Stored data
[Start of Attachment]

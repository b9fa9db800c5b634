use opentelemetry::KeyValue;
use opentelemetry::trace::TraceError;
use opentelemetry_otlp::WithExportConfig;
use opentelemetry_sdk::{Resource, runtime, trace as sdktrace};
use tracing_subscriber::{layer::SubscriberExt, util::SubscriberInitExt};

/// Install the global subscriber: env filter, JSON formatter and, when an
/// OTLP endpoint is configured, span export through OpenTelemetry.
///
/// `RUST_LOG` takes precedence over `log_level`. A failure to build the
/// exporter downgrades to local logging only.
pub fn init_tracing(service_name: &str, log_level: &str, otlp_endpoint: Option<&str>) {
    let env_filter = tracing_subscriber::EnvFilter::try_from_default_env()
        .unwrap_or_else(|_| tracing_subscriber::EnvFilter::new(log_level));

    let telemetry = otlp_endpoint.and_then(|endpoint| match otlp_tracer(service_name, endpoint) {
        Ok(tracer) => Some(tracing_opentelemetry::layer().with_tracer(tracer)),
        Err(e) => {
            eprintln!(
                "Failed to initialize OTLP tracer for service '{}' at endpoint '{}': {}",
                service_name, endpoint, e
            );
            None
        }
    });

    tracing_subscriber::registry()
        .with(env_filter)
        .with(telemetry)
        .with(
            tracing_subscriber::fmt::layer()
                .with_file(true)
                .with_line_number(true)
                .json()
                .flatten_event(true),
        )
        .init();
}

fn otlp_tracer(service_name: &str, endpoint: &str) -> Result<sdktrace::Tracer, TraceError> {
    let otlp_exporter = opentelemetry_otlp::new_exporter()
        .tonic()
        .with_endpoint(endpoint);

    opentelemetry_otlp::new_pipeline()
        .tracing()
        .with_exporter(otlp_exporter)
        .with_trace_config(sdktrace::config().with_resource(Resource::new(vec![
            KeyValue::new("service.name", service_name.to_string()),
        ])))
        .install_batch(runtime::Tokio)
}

[End of Attachment]
[Start of Attachment]

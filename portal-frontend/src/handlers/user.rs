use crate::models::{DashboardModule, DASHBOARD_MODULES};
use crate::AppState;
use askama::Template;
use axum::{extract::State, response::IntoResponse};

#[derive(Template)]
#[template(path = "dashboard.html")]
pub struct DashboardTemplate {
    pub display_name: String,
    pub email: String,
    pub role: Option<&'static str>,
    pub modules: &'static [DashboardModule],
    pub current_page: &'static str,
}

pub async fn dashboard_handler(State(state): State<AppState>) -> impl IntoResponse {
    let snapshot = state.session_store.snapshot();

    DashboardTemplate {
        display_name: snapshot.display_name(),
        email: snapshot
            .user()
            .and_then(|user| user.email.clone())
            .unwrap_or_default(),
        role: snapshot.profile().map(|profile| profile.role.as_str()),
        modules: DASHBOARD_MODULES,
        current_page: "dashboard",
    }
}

[End of Attachment]

Work instruction: Among the lines above, find those with the word "email". Copy them.

Solution for this task:
    pub email: String,
        email: snapshot
            .and_then(|user| user.email.clone())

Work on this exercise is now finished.